Briten zeigen den Arnage Final Series der Öffentlichkeit

Der Arnage wurde im Jahre 1998 in den Markt eingeführt. Damals gehörte Bentley noch zu Vickers Limited, einem britischen Rüstungs- und Maschinenbau-Unternehmen. Heute ist der britische Luxuswagen-Hersteller ein fester Bestandteil des VW-Konzerns. Seit seinem Debüt gilt der viertürige Arnage als Synonym für britisches Understatement. Auf dem Pariser Autosalon vom 4. bis 19. Oktober 2008 präsentieren die Briten das auf 150 Einheiten limitierte Sondermodell ,Bentley Arnage Final Series". Mit der Vorstellung des Editionsmodells feiert Bentley zugleich zehn Jahre Arnage, 50 Jahre seit der Vorstellung des V8-Motors und das neunzigjährige Bestehen der Marke Bentley Motors.

Edle Serienausstattung
Die Briten läuten mit dieser in Handarbeit entstehenden Edition das Finale der Baureihe ein. Zur Serienausstattung gehören zweiteilige 20-Zoll-Leichtmetallräder mit fünf Speichen und 255er-Pneus sowie ,Le Mans"-Lufteinlässe im unteren Bereich der vorderen Kotflügel. Front- und Heckleuchteneinfassungen in Wagenfarbe, eine Tankkappe aus massivem Aluminium, ovale Doppelauspuffrohre und ,Final Series"-Plaketten aus poliertem Edelstahl an den vorderen Kotflügeln sowie Einstiegsleisten.

Stolze 507 PS stark
Motor, Getriebe und Fahrwerk des Final Series entsprechen dem Arnage T. In dieser Auslegung leistet der komplett aus Aluminium gefertigte 6,75-Liter-V8-Motor 507 PS bei einem Drehmoment von 1.000 Newtonmeter. Aus dem Stand beschleunigt der Wagen in 5,5 Sekunden auf Tempo 100, bei 288 km/h ist die Höchstgeschwindigkeit erreicht. Den Verbrauch gibt der Hersteller mit 19,5 Liter Benzin auf 100 Kilometern an. Der CO2-Ausstoß beträgt 465 Gramm pro Kilometer. Das Sechsgang-Automatikgetriebe von ZF wurde im Modelljahr 2007 erstmals vorgestellt. Drei Getriebeprogramme (Drive, Sport und Tiptronic-Modus) sollen das Potenzial des V8-Motors voll ausschöpfen.
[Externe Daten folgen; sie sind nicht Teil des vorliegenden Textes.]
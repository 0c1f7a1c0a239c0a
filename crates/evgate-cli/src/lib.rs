// NOTE: evgate CLI layering
//
// The binary is plumbing only: read files, hand each parsed value to
// evgate_handlers::handle, print the envelope. A rejected event is a normal
// envelope and exits 0; only I/O and JSON parse failures surface as
// anyhow errors (exit 1 in `run`, counted per-file in `batch`).

mod args;
mod commands;
mod handlers;
mod output;
mod types;

pub use args::{Cli, Commands};
pub use commands::run;
pub use types::OutputFormat;
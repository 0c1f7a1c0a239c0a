use anyhow::Result;

use crate::args::{Cli, Commands};
use crate::handlers;

pub fn run(cli: Cli) -> Result<()> {
    match cli.command {
        Commands::Run { file } => handlers::run::handle(&file, cli.format),
        Commands::Batch { dir } => handlers::batch::handle(&dir, cli.format),
        Commands::Sample { dir } => handlers::sample::handle(&dir),
    }
}
use crate::sea_orm::EnumIter;
use sea_orm_migration::{prelude::*, schema::*};

#[derive(DeriveMigrationName)]
pub struct Migration;

#[derive(Iden, EnumIter)]
pub enum Users {
    Table,
    Id,
    UpdatedAt,
    CreatedAt,
    Pid,
    Mobile,
    Username,
    Password,
}

#[async_trait::async_trait]
impl MigrationTrait for Migration {
    async fn up(&self, m: &SchemaManager) -> Result<(), DbErr> {
        m.create_table(
            Table::create()
                .table(Users::Table)
                .if_not_exists()
                .col(pk_auto(Users::Id))
                .col(ColumnDef::new(Users::Pid).uuid().not_null().unique_key())
                .col(
                    ColumnDef::new(Users::Mobile)
                        .string()
                        .not_null()
                        .unique_key(),
                )
                .col(
                    ColumnDef::new(Users::Username)
                        .string()
                        .not_null()
                        .unique_key(),
                )
                .col(string(Users::Password))
                .col(
                    ColumnDef::new(Users::CreatedAt)
                        .timestamp_with_time_zone()
                        .not_null()
                        .default(Expr::cust("CURRENT_TIMESTAMP")),
                )
                .col(
                    ColumnDef::new(Users::UpdatedAt)
                        .timestamp_with_time_zone()
                        .not_null()
                        .default(Expr::cust("CURRENT_TIMESTAMP")),
                )
                .to_owned(),
        )
        .await
    }

    async fn down(&self, m: &SchemaManager) -> Result<(), DbErr> {
        m.drop_table(Table::drop().table(Users::Table).to_owned())
            .await
    }
}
Computergesteuerte Stoßdämpfer
Das Sondermodell verfügt sowohl vorn als auch hinten über eine unabhängige Doppelquerlenkeraufhängung, computergesteuerte adaptive elektrohydraulische Stoßdämpfer sowie über eine automatische Niveauregulierung mit selbsttätigem Beladungsausgleich. Auf Wunsch lässt sich der Final Series mit gelochten Carbon-Siliziumkarbid-Bremsscheiben ordern.

Alles Handarbeit
Im Innenraum herrscht Luxus pur. Besonders edel sind die handgefertigten Edelholzleisten unter den Seitenfenstern, die Bar-Ausstattung, das mit Leder bezogene Dokumentenfach sowie die Picknicktische, die in drei Edelholz-Varianten erhältlich sind. Jedes Zierelement besteht aus echtem Material. Der Final Series steht in 42 Außenfarben, 25 Innenfarben und drei Furniervarianten zur Verfügung. Ohnehin kann Mulliner, die Abteilung für Sonderanfertigungen von Bentley, auf Wunsch jeden Farbwunsch umsetzen.

Hightech an Bord
Zur Serienausstattung gehören unter anderem eine Audio-Bedieneinheit mit großem Display und ein SD-Speicherkarteneinschub. Hinten gibt es neue Getränkehalter sowie eine lederbezogene Kofferraum-Abschlusskante mit farblich abgestimmter Lederverkleidung und Chromleiste. Als Zusatzausstattungen sind eine iPod-Schnittstelle mit 12-Volt-Anschluss als Verbindung zum Infotainment-System erhältlich. Außerdem ist eine Fernbedienung für den Fondbereich an Bord, die eine Steuerung des Infotainment-Systems auch von hinten möglich macht. Das Audiosystem ,Naim for Bentley" soll mit zehn Lautsprechern, einem Zweikanal-Subwoofer sowie einem 1.100-Watt-Verstärker für eine Konzertsaal-Atmosphäre sorgen.